The exhibit opens into a hall of shoes and hats; skirts and jackets. That impossible conversation notes, along with a plethora of educational verbiage, that Schiaparelli often focused on the waist up—for seated women; while Prada was more nether-focused. You know, being earthy and hippie-ish and floral.
So, the hats (and neckwear)—for which Schiaparelli is most famous—juxtapose Prada's obsession-inducing, highly coveted, monster profit-driving shoes. And the skirts, all by Prada, contrast (or, rather, coordinate with) Schiaparelli's embellished jackets and tops. Here you'll spot both designer's most famous pieces: Schiap's inverted shoe hat; Prada's creeper-espadrille-wingtip; along with the hot rod shoes from right now; and some foulard-flower embellished platform clunkers you'll never forget.
In the next space you'll see clusters of looks arranged by overarching theme. One area is all about that sort of darkly-chic, minimalism that no longer characterizes the work Prada sends down the runway but remains a hallmark of what Prada stands for. Funerary items—black, severe, minimalist, impossibly chic—that are the polar opposite of the vignettes that follow in the rest of the exhibition. Another, called "Naif Chic," features childish looks for grown women (with expensive taste). Here you'll find four full looks from Prada's blockbuster Spring '11 collection—printed bananas, candy stripes, embroidered monkeys, all festooning what are, frankly, cotton (but really nice cotton) hospital smocks. Elsewhere, vignettes feature ethnicism, decadence (Prada: "I struggle constantly with my decadent tendencies."), provincialism, craftsmanship, and the celebration of all things ugly.
Throughout, it's surprising how well the two designers' work melds. More than once, looks I assumed must be Schiaparelli turned out to be Prada—proving Schiap's relevance, or at least a shared design DNA between the two. In fact, much of it just seems singularly Prada. For example: An intarsia sweater with a knit-in necktie motif. How couldn't that be Prada? Well—that one's actually Schiaparelli.
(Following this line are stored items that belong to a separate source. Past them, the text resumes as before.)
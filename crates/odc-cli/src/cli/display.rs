//! Console display: message kinds and the progress-line observer.

use odc_core::progress::{DownloadObserver, DownloadProgress};
use std::io::{self, Write};
use std::path::Path;

#[derive(Debug, Clone, Copy, PartialEq, Eq)]
pub enum MessageKind {
    Note,
    Error,
    /// Redrawn in place: carriage-return terminated, no newline.
    Progress,
}

/// Formats `msg` for `kind` without printing it.
pub fn format_message(kind: MessageKind, msg: &str) -> String {
    match kind {
        MessageKind::Note => format!("==> {}", msg),
        MessageKind::Error => format!("==> ERROR: {}", msg),
        MessageKind::Progress => format!("{}\r", msg),
    }
}

pub fn display_message(kind: MessageKind, msg: &str) {
    let line = format_message(kind, msg);
    match kind {
        MessageKind::Note => println!("{}", line),
        MessageKind::Error => eprintln!("{}", line),
        MessageKind::Progress => {
            let mut out = io::stdout().lock();
            let _ = out.write_all(line.as_bytes());
            let _ = out.flush();
        }
    }
}

/// Path as shown to the user: relative paths get a leading `./`.
pub fn display_path(path: &Path) -> String {
    if path.is_relative() && !path.starts_with(".") {
        format!("./{}", path.display())
    } else {
        path.display().to_string()
    }
}

/// Renders download events on the terminal.
#[derive(Debug, Default)]
pub struct ConsoleObserver;

impl DownloadObserver for ConsoleObserver {
    fn on_start(&mut self, destination: &Path) {
        display_message(
            MessageKind::Note,
            &format!("File: {}", display_path(destination)),
        );
    }

    fn on_progress(&mut self, progress: DownloadProgress) {
        display_message(MessageKind::Progress, &progress.to_string());
    }

    fn on_finish(&mut self) {
        println!();
    }
}
use odc_core::logging;

mod cli;

use crate::cli::CliCommand;

fn main() {
    // Initialize logging as early as possible.
    if logging::init_logging().is_err() {
        logging::init_logging_stderr();
    }

    // Parse CLI and dispatch.
    if let Err(err) = CliCommand::run_from_args() {
        cli::report_error(&err);
        std::process::exit(1);
    }
}
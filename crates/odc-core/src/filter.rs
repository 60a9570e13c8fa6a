//! File selection filters over an ordered list of file locations.
//!
//! Three filters: exact basename, regexp search on the basename, and 1-indexed
//! inclusive position ranges. Filters never de-duplicate; their output keeps
//! the order of the list they scanned.

use crate::location::basename;
use crate::range::{validate_range, ValidationError};
use regex::Regex;

/// Error raised while narrowing a file list.
#[derive(Debug, thiserror::Error)]
pub enum FilterError {
    /// A range token was malformed or out of bounds for the current list.
    #[error(transparent)]
    Validation(#[from] ValidationError),
    /// The regexp could not be compiled.
    #[error("invalid regexp: {0}")]
    Pattern(#[from] regex::Error),
}

/// One filter step.
#[derive(Debug, Clone, PartialEq, Eq)]
pub enum FilterSpec {
    ByName(Vec<String>),
    ByRegexp(String),
    ByRange(Vec<String>),
}

/// Previous filter output when present and non-empty, otherwise the full list.
fn source<'a>(locations: &'a [String], filtered: Option<&'a [String]>) -> &'a [String] {
    match filtered {
        Some(f) if !f.is_empty() => f,
        _ => locations,
    }
}

/// Locations whose basename equals one of `names`, grouped by `names` order.
pub fn by_name(names: &[String], locations: &[String]) -> Vec<String> {
    let mut out = Vec::new();
    for name in names {
        out.extend(
            locations
                .iter()
                .filter(|loc| basename(loc) == name.as_str())
                .cloned(),
        );
    }
    out
}

/// Locations whose basename contains a match for `pattern` (unanchored search).
pub fn by_regexp(
    pattern: &str,
    locations: &[String],
    filtered: Option<&[String]>,
) -> Result<Vec<String>, FilterError> {
    if pattern.is_empty() {
        return Ok(Vec::new());
    }
    let re = Regex::new(pattern)?;
    Ok(source(locations, filtered)
        .iter()
        .filter(|loc| re.is_match(basename(loc)))
        .cloned()
        .collect())
}

/// Concatenation of the positions each range token selects.
///
/// Every token is validated against the length of the list actually being
/// sliced; the first failure aborts with no partial result.
pub fn by_range(
    ranges: &[String],
    locations: &[String],
    filtered: Option<&[String]>,
) -> Result<Vec<String>, FilterError> {
    let src = source(locations, filtered);
    let mut out = Vec::new();
    for token in ranges {
        let range = validate_range(token, src.len())?;
        out.extend_from_slice(&src[range.as_slice_bounds()]);
    }
    Ok(out)
}

/// Runs `specs` in order, each over the previous step's output.
///
/// With no specs the full list is returned unchanged.
pub fn apply_filters(specs: &[FilterSpec], locations: &[String]) -> Result<Vec<String>, FilterError> {
    let mut current: Option<Vec<String>> = None;
    for spec in specs {
        let previous = current.as_deref();
        let next = match spec {
            FilterSpec::ByName(names) => by_name(names, source(locations, previous)),
            FilterSpec::ByRegexp(pattern) => by_regexp(pattern, locations, previous)?,
            FilterSpec::ByRange(ranges) => by_range(ranges, locations, previous)?,
        };
        tracing::debug!(filter = ?spec, selected = next.len(), "filter applied");
        current = Some(next);
    }
    Ok(current.unwrap_or_else(|| locations.to_vec()))
}
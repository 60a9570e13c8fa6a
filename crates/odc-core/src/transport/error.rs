//! Transfer error type.

/// Failure while moving bytes from a remote source to disk. Never retried.
#[derive(Debug, thiserror::Error)]
pub enum TransferError {
    /// Local I/O failed (destination create/write, spawning a client).
    #[error("{0}")]
    Io(#[from] std::io::Error),
    /// libcurl reported an error (connection, timeout, aborted write).
    #[cfg(feature = "curl")]
    #[error("{0}")]
    Curl(#[from] curl::Error),
    /// The streaming HTTP client failed.
    #[error("{0}")]
    Http(#[from] reqwest::Error),
    /// The server answered with a non-2xx status.
    #[error("HTTP {0}")]
    Status(u32),
    /// The remote filesystem client failed (e.g. path not found).
    #[error("remote: {0}")]
    Remote(String),
}
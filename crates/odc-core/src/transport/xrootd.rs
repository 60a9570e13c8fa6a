//! XRootD remote filesystem access through the `xrdcp` command-line client.

use super::TransferError;
use crate::config::OdcConfig;
use std::path::PathBuf;
use std::process::Command;

/// Read access to files on a remote filesystem rooted at one server.
pub trait RemoteFs {
    /// Short client name for logs.
    fn name(&self) -> &str;

    /// Reads the whole remote file at `remote_path` into memory.
    fn read_all(&self, remote_path: &str) -> Result<Vec<u8>, TransferError>;
}

/// Full XRootD URL for `remote_path` on `server_root`: `root://host//abs/path`.
pub fn xrootd_url(server_root: &str, remote_path: &str) -> String {
    format!(
        "{}//{}",
        server_root.trim_end_matches('/'),
        remote_path.trim_start_matches('/')
    )
}

/// Runs `xrdcp <url> -` and takes the payload from its stdout.
#[derive(Debug, Clone)]
pub struct XrdcpClient {
    binary: PathBuf,
    server_root: String,
}

impl XrdcpClient {
    pub fn new(binary: PathBuf, server_root: impl Into<String>) -> Self {
        Self {
            binary,
            server_root: server_root.into(),
        }
    }

    /// Looks for `xrdcp` in PATH.
    pub fn from_path(server_root: impl Into<String>) -> Option<Self> {
        which::which("xrdcp")
            .ok()
            .map(|binary| Self::new(binary, server_root))
    }
}

impl RemoteFs for XrdcpClient {
    fn name(&self) -> &str {
        "xrdcp"
    }

    fn read_all(&self, remote_path: &str) -> Result<Vec<u8>, TransferError> {
        let url = xrootd_url(&self.server_root, remote_path);
        tracing::debug!(binary = %self.binary.display(), url = %url, "xrdcp read");
        let output = Command::new(&self.binary)
            .arg("--silent")
            .arg(&url)
            .arg("-")
            .output()?;
        if !output.status.success() {
            let stderr = String::from_utf8_lossy(&output.stderr);
            let msg = match stderr.trim() {
                "" => format!("xrdcp {} exited with {}", url, output.status),
                s => s.to_string(),
            };
            return Err(TransferError::Remote(msg));
        }
        Ok(output.stdout)
    }
}

/// XRootD client for this host, if any: the configured `xrdcp_path` when it
/// exists, otherwise `xrdcp` from PATH.
pub fn detect_xrootd(cfg: &OdcConfig) -> Option<XrdcpClient> {
    let client = match &cfg.xrdcp_path {
        Some(path) if path.is_file() => Some(XrdcpClient::new(path.clone(), cfg.xrootd_server.as_str())),
        Some(path) => {
            tracing::warn!(path = %path.display(), "configured xrdcp_path not found");
            None
        }
        None => XrdcpClient::from_path(cfg.xrootd_server.as_str()),
    };
    tracing::debug!(available = client.is_some(), "xrootd capability");
    client
}
//! `odc download-files` – download the selected files one after another.

use anyhow::{Context, Result};
use odc_core::config::OdcConfig;
use odc_core::downloader::{Downloader, Protocol};
use odc_core::location::destination_path;
use std::fs;
use std::path::PathBuf;

use super::select_locations;
use crate::cli::display::{display_message, display_path, ConsoleObserver, MessageKind};
use crate::cli::{FilterArgs, SourceArgs};

/// Default destination: `./<recid>` for records, `.` for location lists.
pub(crate) fn default_download_dir(source: &SourceArgs) -> PathBuf {
    match source.recid {
        Some(recid) => PathBuf::from(recid.to_string()),
        None => PathBuf::from("."),
    }
}

pub fn run_download_files(
    cfg: &OdcConfig,
    source: &SourceArgs,
    filters: &FilterArgs,
    protocol: Protocol,
    download_dir: Option<PathBuf>,
    dry_run: bool,
) -> Result<()> {
    let locations = select_locations(cfg, source, filters, protocol)?;
    let dest_dir = download_dir.unwrap_or_else(|| default_download_dir(source));

    if dry_run {
        for location in &locations {
            let dest = destination_path(&dest_dir, location);
            println!("{} -> {}", location, display_path(&dest));
        }
        return Ok(());
    }

    // Fails before anything is created when xrootd is unavailable.
    let downloader = Downloader::detect(cfg)?;
    downloader.ensure_capability(protocol)?;

    if locations.is_empty() {
        display_message(MessageKind::Note, "No files matched the filters.");
        return Ok(());
    }

    fs::create_dir_all(&dest_dir)
        .with_context(|| format!("create {}", dest_dir.display()))?;
    tracing::info!(
        files = locations.len(),
        protocol = %protocol,
        transport = downloader.http_transport_name(),
        dest = %dest_dir.display(),
        "download starting"
    );

    let mut observer = ConsoleObserver;
    let written = downloader.download_files(&dest_dir, &locations, protocol, &mut observer)?;

    display_message(
        MessageKind::Note,
        &format!("Success! Downloaded {} file(s).", written.len()),
    );
    Ok(())
}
The final area is a meandering hall of fun house mirrors that I can imagine being a bit terrifying when extremely packed (as it likely will be). It's dark, every surface is reflective, and looks (mostly Prada's) set in glass boxes juxtapose backlit photographed ensembles (mostly Schiaparelli's). Here you'll see how both designers employed faux fur and animal prints; how both used fringe; how both enjoy lip and lipstick motifs. You'll also—if you look closely enough—notice that each illuminated photograph features some subtle bit of animation. A billowing bit of fringe; a flirtatiously blinking eye. It's weird, but it works. And the same can be said for Schiaparelli's oddest, most surreal pieces; including that famous, crazy lobster plunked on that soft, billowing white gown. I only wish the dress was actually there—there's only a photo on offer.
So that's the gist. It's amazing. I wish it was bigger. You exit through the gift shop—and you'll be buying the hot rod heel tree ornament.
It's not like you can afford the real one.